Thank you to session partner, PSAV!

D41_1552.JPG

Two economists walk into a room full of exhibition and event c-suite executives…no, this isn’t the start of a joke. Gregory Daco, Chief U.S. Economist of Oxford Economics and Iain Donald, Senior Partner at Control Risks gave us a rundown of the micro and macro factors and their likely impact on our exhibitions and events industry. So, why is this important?

 

Global Economic Landscape

More than a year into the Trump administration, tumultuous policies and unpredictable, erratic behavior have been the norm in the U.S. While we experience the ups and downs of the administration, the rest of the world has watched and their economies have strengthened.

HF3_0921_0

Oxford Economics’ Forecast Highlights:

  • World GDP growth accelerating to 2.8% in 2017 and predicted to be at 3.0% in 2018.
  • Global surveys point to buoyant activity. Momentum appears to be sustainable from 2017 to end of 2018.
  • U.S. economy will remain in 2% growth mode with inflation remaining below the Fed’s 2% target
    • 2% is faster than the economy’s potential.
    • If the economy is growing faster than the potential, this means that the output gap is closing and improving the livelihoods and the incomes of individuals and companies
  • China continues to enjoy growth. Economic policy is shifting from focus on exports market to stimulating in-country consumer demand among its growing middle class. A wise change in light of anti-global trade.
  • Euro economy is gaining momentum. The European Union is outperforming expectations and enjoying best growth rates in over a decade. However, a strengthening Euro could hurt travel and trade to the region.
  • Emerging markets growth in Latin America improving though political risks still abound.

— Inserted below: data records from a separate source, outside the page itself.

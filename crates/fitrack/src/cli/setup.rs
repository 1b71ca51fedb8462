use chrono::NaiveDate;
use clap::{Parser, Subcommand};
use std::path::PathBuf;

#[derive(Parser, Debug)]
#[command(name = "fitrack", bin_name = "fitrack", version)]
#[command(about = "Health & Fitness Tracking Portal", long_about = None)]
pub struct Cli {
    #[command(subcommand)]
    pub command: Commands,

    /// Data directory (default: $FITRACK_DATA_DIR, then the OS data directory)
    #[arg(long, global = true, value_name = "DIR", help_heading = "Options")]
    pub data: Option<PathBuf>,

    /// Verbose output
    #[arg(short, long, global = true, help_heading = "Options")]
    pub verbose: bool,
}

#[derive(Subcommand, Debug)]
pub enum Commands {
    /// Register as a new user
    Register {
        #[arg(long)]
        name: String,

        #[arg(long, allow_negative_numbers = true)]
        age: i64,

        /// Height in meters
        #[arg(long)]
        height: f64,

        /// Weight in kilograms
        #[arg(long)]
        weight: f64,

        #[arg(long, default_value = "")]
        contact: String,
    },

    /// Check a user id and greet the user
    Login { user_id: u64 },

    /// Commands available to a registered user
    User {
        user_id: u64,

        #[command(subcommand)]
        action: UserCommands,
    },

    /// Administrator commands
    Admin {
        /// Admin ID
        #[arg(long = "id", value_name = "ID")]
        admin_id: String,

        #[arg(long)]
        password: String,

        #[command(subcommand)]
        action: AdminCommands,
    },

    /// Create empty collections in the data directory
    Init,

    /// Check stored data for duplicate ids and logs of unknown users
    Doctor,

    /// Get or set configuration
    Config {
        /// Configuration key (json_indent, report_precision)
        key: Option<String>,

        /// Value to set (if omitted, prints current value)
        value: Option<String>,
    },
}

#[derive(Subcommand, Debug)]
pub enum UserCommands {
    /// View fitness plans
    Plans,

    /// Log daily activity
    Log {
        #[arg(long, allow_negative_numbers = true)]
        steps: i64,

        /// Calories burned
        #[arg(long, allow_negative_numbers = true)]
        burned: i64,

        /// Calories consumed
        #[arg(long, allow_negative_numbers = true)]
        consumed: i64,

        /// Exercise time in minutes
        #[arg(long)]
        minutes: f64,

        /// Date of the activity, YYYY-MM-DD (default: today)
        #[arg(long)]
        date: Option<NaiveDate>,
    },

    /// Update height and weight
    #[command(alias = "update")]
    UpdateProfile {
        /// New height in meters
        #[arg(long)]
        height: f64,

        /// New weight in kilograms
        #[arg(long)]
        weight: f64,
    },

    /// View my logs and averages
    Progress,
}

#[derive(Subcommand, Debug)]
pub enum AdminCommands {
    /// Add a fitness plan
    AddPlan {
        /// Plan type (e.g. Workout, Diet)
        #[arg(long = "type", value_name = "TYPE")]
        plan_type: String,

        #[arg(long, default_value = "")]
        description: String,
    },

    /// View plans
    Plans,

    /// View users
    Users,

    /// View activity logs
    Logs {
        /// Only show logs of this user
        #[arg(long)]
        user: Option<u64>,
    },

    /// Generate the health report
    Report,
}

Economic Reaping of the U.S.

Despite an uncertain outlook for the future, the U.S. economic activity remains solid. Consumer confidence remains strong. Employment continues to grow strongly. Wage growth is gradually picking up. There’s a stronger growth in exports and business. The travel industry has been outpacing the economy and the trend appears to continue.

HF3_0890

Many economic charts report that the U.S. economy is growing at 6%. However, this is based on soft data readings, which means that these data points partly contain expectations that we had believed would be fulfilled by the current administration. Based on hard data readings, the U.S. economy is growing at a 2%. Although the growth percentage is not as high as expected, Daco provides some encouragement. He will “take 2% any day if it’s sustainable.” As long as the U.S. economy is growing, isn’t that all that matters?

Let’s reap the benefits, but don’t be overly optimistic. As we have observed, the good doesn’t always last.

Trouble on the Horizon

Polling the room, Daco announced that our biggest concern for 2018 was policy error in the U.S. About 60% of us had a negative outlook on the U.S. policy mix for growth. The U.S. policy mix, thus far, has not been pro-growth. There is still massive uncertainty, the rise of trade protectionism and strong anti-immigration views that appear to challenge higher growth.

D41_1457

It is no surprise that immigration is crucial and has been a cornerstone for the growth of the U.S. economy. Immigration fuels the economy and greases the wheels of the labor market. International students contributed $30-35 billion to the U.S. economy in 2015. If the administration decides to eradicate DACA (Deferred Action for Childhood Arrivals), that would be a cumulative hit of $100 billion.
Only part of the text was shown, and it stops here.